| Material to process |
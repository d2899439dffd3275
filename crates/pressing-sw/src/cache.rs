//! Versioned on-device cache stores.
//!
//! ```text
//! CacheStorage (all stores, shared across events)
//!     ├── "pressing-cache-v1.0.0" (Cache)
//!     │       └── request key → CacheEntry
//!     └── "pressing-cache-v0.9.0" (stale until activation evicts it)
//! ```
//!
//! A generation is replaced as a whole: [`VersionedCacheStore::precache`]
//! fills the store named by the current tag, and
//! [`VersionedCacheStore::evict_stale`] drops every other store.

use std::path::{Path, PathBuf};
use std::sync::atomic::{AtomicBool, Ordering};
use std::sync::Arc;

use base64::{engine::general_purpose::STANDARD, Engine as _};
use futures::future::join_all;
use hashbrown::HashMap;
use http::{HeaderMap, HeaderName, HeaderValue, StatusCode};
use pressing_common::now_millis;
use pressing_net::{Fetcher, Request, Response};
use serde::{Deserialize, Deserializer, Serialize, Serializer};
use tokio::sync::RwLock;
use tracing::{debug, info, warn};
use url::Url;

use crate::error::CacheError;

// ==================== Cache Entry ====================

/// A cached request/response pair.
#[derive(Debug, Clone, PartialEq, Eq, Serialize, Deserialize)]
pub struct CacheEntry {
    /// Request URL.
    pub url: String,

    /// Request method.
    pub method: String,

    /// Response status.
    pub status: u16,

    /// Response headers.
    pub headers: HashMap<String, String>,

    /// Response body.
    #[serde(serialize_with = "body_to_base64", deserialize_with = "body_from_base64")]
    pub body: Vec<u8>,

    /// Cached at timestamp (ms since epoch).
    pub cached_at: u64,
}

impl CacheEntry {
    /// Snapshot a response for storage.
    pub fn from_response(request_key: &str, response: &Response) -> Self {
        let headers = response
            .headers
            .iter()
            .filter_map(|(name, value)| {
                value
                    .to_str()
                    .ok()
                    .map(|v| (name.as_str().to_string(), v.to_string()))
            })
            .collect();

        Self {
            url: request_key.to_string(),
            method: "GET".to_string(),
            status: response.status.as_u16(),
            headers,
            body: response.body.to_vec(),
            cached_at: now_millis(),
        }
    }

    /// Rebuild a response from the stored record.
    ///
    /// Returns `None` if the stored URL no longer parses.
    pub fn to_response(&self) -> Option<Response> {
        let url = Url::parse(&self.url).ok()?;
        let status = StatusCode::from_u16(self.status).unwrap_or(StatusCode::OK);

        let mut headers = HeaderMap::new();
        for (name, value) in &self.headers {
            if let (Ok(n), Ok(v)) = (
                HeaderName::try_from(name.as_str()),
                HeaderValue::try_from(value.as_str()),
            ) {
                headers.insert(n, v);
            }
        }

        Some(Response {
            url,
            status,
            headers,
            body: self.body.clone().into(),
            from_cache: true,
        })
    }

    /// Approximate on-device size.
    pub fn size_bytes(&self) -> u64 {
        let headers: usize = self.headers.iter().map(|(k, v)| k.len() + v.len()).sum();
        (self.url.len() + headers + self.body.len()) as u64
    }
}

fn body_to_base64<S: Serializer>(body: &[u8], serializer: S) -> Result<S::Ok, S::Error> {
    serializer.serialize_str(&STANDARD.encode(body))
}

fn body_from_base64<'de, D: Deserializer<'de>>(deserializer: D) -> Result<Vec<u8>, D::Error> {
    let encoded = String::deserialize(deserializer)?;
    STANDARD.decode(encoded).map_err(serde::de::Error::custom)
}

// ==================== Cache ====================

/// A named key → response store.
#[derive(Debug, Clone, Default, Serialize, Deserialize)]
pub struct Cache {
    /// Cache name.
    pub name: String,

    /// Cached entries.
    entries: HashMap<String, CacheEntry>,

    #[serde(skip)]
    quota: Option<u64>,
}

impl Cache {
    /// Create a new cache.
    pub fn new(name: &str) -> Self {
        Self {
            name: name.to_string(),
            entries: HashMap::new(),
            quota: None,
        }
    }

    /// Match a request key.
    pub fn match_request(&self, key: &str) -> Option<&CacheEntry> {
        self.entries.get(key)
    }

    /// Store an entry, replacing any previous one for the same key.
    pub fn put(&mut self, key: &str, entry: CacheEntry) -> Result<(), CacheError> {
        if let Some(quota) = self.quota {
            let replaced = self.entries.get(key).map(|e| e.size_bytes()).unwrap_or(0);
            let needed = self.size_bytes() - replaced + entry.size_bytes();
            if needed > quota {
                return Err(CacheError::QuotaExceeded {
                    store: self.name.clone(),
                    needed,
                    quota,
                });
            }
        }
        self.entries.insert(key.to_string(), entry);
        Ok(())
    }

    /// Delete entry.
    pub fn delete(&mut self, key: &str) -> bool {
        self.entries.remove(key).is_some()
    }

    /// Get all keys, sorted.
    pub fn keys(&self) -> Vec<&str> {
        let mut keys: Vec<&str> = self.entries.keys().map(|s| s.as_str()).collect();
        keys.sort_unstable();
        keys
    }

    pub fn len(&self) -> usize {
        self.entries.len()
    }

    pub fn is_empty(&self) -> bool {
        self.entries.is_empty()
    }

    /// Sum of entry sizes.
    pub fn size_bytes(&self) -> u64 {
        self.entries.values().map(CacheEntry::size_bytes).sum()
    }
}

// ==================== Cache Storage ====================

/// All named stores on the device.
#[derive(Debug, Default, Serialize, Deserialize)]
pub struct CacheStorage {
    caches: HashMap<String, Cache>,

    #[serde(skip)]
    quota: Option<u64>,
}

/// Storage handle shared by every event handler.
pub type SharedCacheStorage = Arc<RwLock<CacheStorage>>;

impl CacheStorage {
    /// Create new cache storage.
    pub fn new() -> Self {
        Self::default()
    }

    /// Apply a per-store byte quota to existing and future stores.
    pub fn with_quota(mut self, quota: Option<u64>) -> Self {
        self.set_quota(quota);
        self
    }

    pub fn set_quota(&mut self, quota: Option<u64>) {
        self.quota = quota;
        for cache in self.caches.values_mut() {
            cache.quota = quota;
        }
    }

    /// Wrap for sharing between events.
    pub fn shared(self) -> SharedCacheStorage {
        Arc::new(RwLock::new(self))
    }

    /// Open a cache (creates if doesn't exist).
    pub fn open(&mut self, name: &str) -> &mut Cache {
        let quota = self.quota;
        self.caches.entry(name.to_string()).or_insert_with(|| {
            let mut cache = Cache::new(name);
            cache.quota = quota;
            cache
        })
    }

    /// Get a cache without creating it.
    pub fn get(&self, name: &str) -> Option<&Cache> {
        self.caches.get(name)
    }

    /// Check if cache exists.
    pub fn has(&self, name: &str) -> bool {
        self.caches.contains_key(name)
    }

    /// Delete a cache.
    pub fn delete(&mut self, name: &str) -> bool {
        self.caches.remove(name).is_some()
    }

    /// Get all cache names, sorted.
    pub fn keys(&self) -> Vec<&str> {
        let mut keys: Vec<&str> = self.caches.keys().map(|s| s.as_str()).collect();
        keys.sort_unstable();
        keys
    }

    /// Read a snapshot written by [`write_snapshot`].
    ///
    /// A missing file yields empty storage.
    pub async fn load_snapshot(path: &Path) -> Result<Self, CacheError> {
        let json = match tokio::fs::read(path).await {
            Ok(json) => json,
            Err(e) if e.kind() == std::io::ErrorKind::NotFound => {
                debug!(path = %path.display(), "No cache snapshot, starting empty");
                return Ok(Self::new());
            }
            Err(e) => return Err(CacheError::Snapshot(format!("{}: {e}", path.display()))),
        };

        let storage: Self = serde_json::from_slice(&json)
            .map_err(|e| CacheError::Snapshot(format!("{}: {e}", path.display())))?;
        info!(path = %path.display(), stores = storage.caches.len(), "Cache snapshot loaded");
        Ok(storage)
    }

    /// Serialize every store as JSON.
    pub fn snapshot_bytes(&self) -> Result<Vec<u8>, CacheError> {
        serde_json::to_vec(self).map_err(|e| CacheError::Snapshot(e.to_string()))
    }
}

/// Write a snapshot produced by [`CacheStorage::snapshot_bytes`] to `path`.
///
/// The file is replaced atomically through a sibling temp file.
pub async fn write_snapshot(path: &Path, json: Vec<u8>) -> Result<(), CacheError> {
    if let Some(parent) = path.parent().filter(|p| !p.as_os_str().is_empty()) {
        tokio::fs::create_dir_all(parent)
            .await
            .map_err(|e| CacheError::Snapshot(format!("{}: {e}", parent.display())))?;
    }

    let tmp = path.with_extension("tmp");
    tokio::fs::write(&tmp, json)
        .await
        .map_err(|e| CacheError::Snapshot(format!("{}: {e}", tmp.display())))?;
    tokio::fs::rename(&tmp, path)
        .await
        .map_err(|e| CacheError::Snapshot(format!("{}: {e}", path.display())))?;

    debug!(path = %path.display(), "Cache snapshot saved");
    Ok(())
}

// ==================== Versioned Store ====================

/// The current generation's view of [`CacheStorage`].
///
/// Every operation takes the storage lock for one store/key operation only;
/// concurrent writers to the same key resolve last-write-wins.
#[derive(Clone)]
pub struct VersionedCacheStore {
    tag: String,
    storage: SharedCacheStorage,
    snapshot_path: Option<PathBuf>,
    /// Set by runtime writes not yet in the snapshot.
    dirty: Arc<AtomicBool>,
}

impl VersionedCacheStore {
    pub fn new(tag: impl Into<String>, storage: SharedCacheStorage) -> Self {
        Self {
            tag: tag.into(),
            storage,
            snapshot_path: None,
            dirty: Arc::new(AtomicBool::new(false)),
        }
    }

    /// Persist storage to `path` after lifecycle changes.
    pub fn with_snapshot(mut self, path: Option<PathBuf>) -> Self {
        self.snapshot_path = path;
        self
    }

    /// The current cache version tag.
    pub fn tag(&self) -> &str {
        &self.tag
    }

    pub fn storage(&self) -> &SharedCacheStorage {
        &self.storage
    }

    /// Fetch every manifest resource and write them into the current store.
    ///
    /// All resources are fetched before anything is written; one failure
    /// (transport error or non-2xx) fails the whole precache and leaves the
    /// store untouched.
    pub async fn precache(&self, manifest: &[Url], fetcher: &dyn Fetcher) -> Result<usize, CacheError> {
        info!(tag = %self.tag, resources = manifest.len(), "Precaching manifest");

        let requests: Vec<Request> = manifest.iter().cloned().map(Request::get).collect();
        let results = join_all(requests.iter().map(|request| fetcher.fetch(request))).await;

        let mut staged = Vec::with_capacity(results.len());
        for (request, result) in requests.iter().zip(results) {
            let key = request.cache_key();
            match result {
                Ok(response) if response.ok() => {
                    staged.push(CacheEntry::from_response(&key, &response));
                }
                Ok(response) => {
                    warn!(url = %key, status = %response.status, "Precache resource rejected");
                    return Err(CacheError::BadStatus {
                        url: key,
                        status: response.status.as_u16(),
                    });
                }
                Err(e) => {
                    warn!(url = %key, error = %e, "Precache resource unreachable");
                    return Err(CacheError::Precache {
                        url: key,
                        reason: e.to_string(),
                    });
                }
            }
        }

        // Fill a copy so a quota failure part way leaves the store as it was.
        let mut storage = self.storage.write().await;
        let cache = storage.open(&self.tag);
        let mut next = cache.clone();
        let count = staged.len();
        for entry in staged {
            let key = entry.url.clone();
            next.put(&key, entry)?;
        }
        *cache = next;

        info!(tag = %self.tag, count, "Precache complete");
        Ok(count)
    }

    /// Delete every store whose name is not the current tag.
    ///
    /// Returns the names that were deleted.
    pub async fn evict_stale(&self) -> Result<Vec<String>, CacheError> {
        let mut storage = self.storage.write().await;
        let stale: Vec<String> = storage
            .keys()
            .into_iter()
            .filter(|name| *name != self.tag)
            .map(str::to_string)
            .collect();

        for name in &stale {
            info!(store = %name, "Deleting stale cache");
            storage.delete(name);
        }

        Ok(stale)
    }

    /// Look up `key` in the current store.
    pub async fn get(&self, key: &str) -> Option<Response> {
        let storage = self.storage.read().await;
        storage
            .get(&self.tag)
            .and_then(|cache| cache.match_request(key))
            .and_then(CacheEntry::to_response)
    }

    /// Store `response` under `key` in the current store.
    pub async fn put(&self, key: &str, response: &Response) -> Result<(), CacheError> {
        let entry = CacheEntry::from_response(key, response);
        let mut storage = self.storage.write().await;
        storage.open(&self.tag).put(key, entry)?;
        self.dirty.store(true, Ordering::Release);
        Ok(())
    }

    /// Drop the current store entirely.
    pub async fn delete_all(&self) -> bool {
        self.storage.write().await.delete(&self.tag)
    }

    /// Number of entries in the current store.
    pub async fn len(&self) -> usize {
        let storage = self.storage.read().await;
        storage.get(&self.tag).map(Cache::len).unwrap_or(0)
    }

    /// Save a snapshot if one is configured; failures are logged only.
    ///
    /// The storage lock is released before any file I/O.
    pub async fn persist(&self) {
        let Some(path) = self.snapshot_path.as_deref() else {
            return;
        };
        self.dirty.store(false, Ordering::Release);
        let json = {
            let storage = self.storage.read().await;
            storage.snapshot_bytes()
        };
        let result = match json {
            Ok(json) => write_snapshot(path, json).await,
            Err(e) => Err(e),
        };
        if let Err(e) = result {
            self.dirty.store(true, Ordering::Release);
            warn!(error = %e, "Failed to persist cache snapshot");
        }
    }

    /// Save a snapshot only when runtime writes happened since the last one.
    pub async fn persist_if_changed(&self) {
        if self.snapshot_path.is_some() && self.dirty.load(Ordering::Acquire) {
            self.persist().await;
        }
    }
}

---

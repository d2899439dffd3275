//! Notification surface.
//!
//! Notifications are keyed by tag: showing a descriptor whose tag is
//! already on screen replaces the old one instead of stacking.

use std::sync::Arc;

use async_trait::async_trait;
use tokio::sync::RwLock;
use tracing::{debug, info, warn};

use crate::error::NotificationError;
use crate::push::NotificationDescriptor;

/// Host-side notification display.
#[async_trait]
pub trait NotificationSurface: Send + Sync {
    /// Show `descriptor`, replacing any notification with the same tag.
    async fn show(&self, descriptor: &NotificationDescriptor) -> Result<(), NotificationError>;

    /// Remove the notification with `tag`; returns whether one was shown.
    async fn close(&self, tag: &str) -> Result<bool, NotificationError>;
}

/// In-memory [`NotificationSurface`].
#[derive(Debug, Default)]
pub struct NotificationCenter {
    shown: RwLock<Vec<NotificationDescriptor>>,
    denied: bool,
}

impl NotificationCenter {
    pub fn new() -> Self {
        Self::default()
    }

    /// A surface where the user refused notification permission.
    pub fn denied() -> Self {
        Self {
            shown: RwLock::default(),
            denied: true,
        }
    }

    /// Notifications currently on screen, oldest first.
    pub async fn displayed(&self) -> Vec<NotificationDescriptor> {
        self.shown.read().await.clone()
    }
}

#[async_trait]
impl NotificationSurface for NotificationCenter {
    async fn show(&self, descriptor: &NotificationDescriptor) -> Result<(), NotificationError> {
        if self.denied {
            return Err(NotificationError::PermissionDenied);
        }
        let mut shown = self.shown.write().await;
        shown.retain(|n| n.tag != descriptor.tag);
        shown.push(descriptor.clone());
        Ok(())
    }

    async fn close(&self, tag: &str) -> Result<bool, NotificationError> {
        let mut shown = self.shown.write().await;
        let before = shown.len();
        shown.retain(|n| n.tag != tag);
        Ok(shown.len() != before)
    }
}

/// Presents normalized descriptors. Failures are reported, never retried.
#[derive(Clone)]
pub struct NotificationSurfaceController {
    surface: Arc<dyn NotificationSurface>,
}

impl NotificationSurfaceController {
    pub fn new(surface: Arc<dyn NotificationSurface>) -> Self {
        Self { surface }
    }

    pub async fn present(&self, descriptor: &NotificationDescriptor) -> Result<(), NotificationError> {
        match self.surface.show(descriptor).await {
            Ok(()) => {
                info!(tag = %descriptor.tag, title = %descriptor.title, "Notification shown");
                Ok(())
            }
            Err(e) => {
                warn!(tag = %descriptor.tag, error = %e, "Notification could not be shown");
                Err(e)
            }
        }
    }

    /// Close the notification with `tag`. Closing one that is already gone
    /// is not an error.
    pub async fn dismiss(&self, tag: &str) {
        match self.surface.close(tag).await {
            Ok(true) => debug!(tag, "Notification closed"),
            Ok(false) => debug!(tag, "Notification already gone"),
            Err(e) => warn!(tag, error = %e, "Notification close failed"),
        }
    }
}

| Exercise requirements |
When the string "NotificationError" occurs in a line of the material, that line belongs in the answer.

| Task output |
use crate::error::NotificationError;
    async fn show(&self, descriptor: &NotificationDescriptor) -> Result<(), NotificationError>;
    async fn close(&self, tag: &str) -> Result<bool, NotificationError>;
    async fn show(&self, descriptor: &NotificationDescriptor) -> Result<(), NotificationError> {
            return Err(NotificationError::PermissionDenied);
    async fn close(&self, tag: &str) -> Result<bool, NotificationError> {
    pub async fn present(&self, descriptor: &NotificationDescriptor) -> Result<(), NotificationError> {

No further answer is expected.